This I Believe

Last semester I wrote the following essay for a class assignment. It wasn’t an easy assignment for me. I want to share it with the people who inspired it but I can’t. Too shy. Fear of offending. Fear of disinterest. Sharing it here is as close as I can get for now. 

If you’ve never heard of the This I Believe essay series, do yourself a favor and google it. Get inspired.

This I Believe

The signs were everywhere. I started working part-time at Mitsubishi in the fall of 2013. I kept my full-time job for insurance, which meant I was working 70ish hours a week, six days a week. From the first week I was burnt out, exhausted, overwhelmed, and ready to give in/give up.

The signs were all over the plant. NEVER GIVE UP. Some were printed in bold on banners that hung from the walls and ceilings. Some were photocopied on paper, included with a crude rendering of a long beaked bird attempting to swallow an unwilling frog; the frog attempting to choke the bird while simultaneously being swallowed.

I saw those signs every Monday, Friday, and Saturday. I was tired and overworked. The job was hard. It was physically, mentally, and emotionally demanding. It was the hardest job I’d ever attempted and I only worked part-time. I couldn’t imagine how anyone could do the job five days a week when I could barely do it for three. I couldn’t imagine how anyone could do the job for decades when I hadn’t even been there a year.

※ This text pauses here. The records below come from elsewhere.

//! # Notifications
//!
//! Transient, dismissible messages raised by page controllers. Controllers
//! hold a cloneable [`Notifier`]; the front end drains the
//! [`NotificationCenter`] each tick and renders whatever arrived.

use async_channel::{unbounded, Receiver, Sender};

/// Severity of a notification
#[derive(Debug, Clone, Copy, PartialEq, Eq)]
pub enum NotificationLevel {
    Success,
    Error,
    Warning,
    Info,
}

impl NotificationLevel {
    pub fn label(&self) -> &'static str {
        match self {
            NotificationLevel::Success => "success",
            NotificationLevel::Error => "error",
            NotificationLevel::Warning => "warning",
            NotificationLevel::Info => "info",
        }
    }
}

#[derive(Debug, Clone, PartialEq, Eq)]
pub struct Notification {
    pub level: NotificationLevel,
    pub message: String,
}

/// Sending half handed to controllers
#[derive(Debug, Clone)]
pub struct Notifier {
    tx: Sender<Notification>,
}

impl Notifier {
    fn push(&self, level: NotificationLevel, message: impl Into<String>) {
        let notification = Notification {
            level,
            message: message.into(),
        };
        tracing::debug!(level = level.label(), message = %notification.message, "Notification");
        // Unbounded; only fails once the center is gone, and then nobody is looking
        let _ = self.tx.try_send(notification);
    }

    /// Show a success notification
    pub fn success(&self, message: impl Into<String>) {
        self.push(NotificationLevel::Success, message);
    }

    /// Show an error notification
    pub fn error(&self, message: impl Into<String>) {
        self.push(NotificationLevel::Error, message);
    }

    pub fn warning(&self, message: impl Into<String>) {
        self.push(NotificationLevel::Warning, message);
    }

    pub fn info(&self, message: impl Into<String>) {
        self.push(NotificationLevel::Info, message);
    }
}

/// Receiving half owned by the front end
#[derive(Debug)]
pub struct NotificationCenter {
    tx: Sender<Notification>,
    rx: Receiver<Notification>,
}

impl Default for NotificationCenter {
    fn default() -> Self {
        let (tx, rx) = unbounded();
        Self { tx, rx }
    }
}

impl NotificationCenter {
    pub fn new() -> Self {
        Self::default()
    }

    pub fn notifier(&self) -> Notifier {
        Notifier { tx: self.tx.clone() }
    }

    /// Take everything queued so far (non-blocking)
    pub fn drain(&self) -> Vec<Notification> {
        let mut out = Vec::new();
        while let Ok(notification) = self.rx.try_recv() {
            out.push(notification);
        }
        out
    }
}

The message on the signs repeated like a broken record in my brain. Never give up. NEVER GIVE UP. Never give up. People quit. Some stopped showing up. Some got other easier jobs for less work and less pay. Everyone knew how hard the job was. No one was ever surprised when a part-time worker quit.

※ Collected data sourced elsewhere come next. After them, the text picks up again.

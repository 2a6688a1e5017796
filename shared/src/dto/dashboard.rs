use serde::{Deserialize, Serialize};

/// Aggregate metrics shown on the admin dashboard
#[derive(Debug, Clone, Default, Serialize, Deserialize, PartialEq)]
pub struct DashboardStats {
    pub total_users: u64,
    pub total_documents: u64,
    pub total_transactions: u64,
    pub pending_deposits: u64,
    pub pending_withdrawals: u64,
    pub pending_kyc: u64,
    pub total_revenue: f64,
    pub active_stakings: u64,
    pub active_investments: u64,
}

impl DashboardStats {
    /// Items waiting on an admin decision
    pub fn pending_total(&self) -> u64 {
        self.pending_deposits + self.pending_withdrawals + self.pending_kyc
    }
}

After a year with the signs, I was hired on full-time; sixish days a week and 58ish hours a week. Some days after work I’d go straight to bed, too tired to take a shower, eat dinner, or move. Sometimes I’d cry on the line at work. Sometimes I’d cry as soon as I got in my car; crying all the way home and until I fell asleep.

At no point was giving up an option. Not in the hot summer with no air conditioning when I fantasized about walking out and quitting to distract myself from the unbearable heat. “You can’t quit now, Ward. If you were going to quit, you’d of already quit.” Not when my fifty year old co-worker, while training me on a complicated job he’d convinced me I might not be able to learn, strongly advised me to always wear a bra because gravity is kind to no one if I knew what he meant with his hands cupped and swinging low in a crude re-enactment. Not during all the countless times I got injured, keeping it to myself to avoid interactions with the company doctor everyone and my personal experience told me not to trust.

Those signs taught me that individual strength is an unknown, untested inner well with no visible bottom. All of my co-workers were strange and crazy to me. They were also strong in a quiet, inspiring, and unforgettable way. Years and years of seeing the same signs while working the same jobs over and over again had made the signs invisible to them. They had become living, breathing, walking signs. Never give up. NEVER GIVE UP.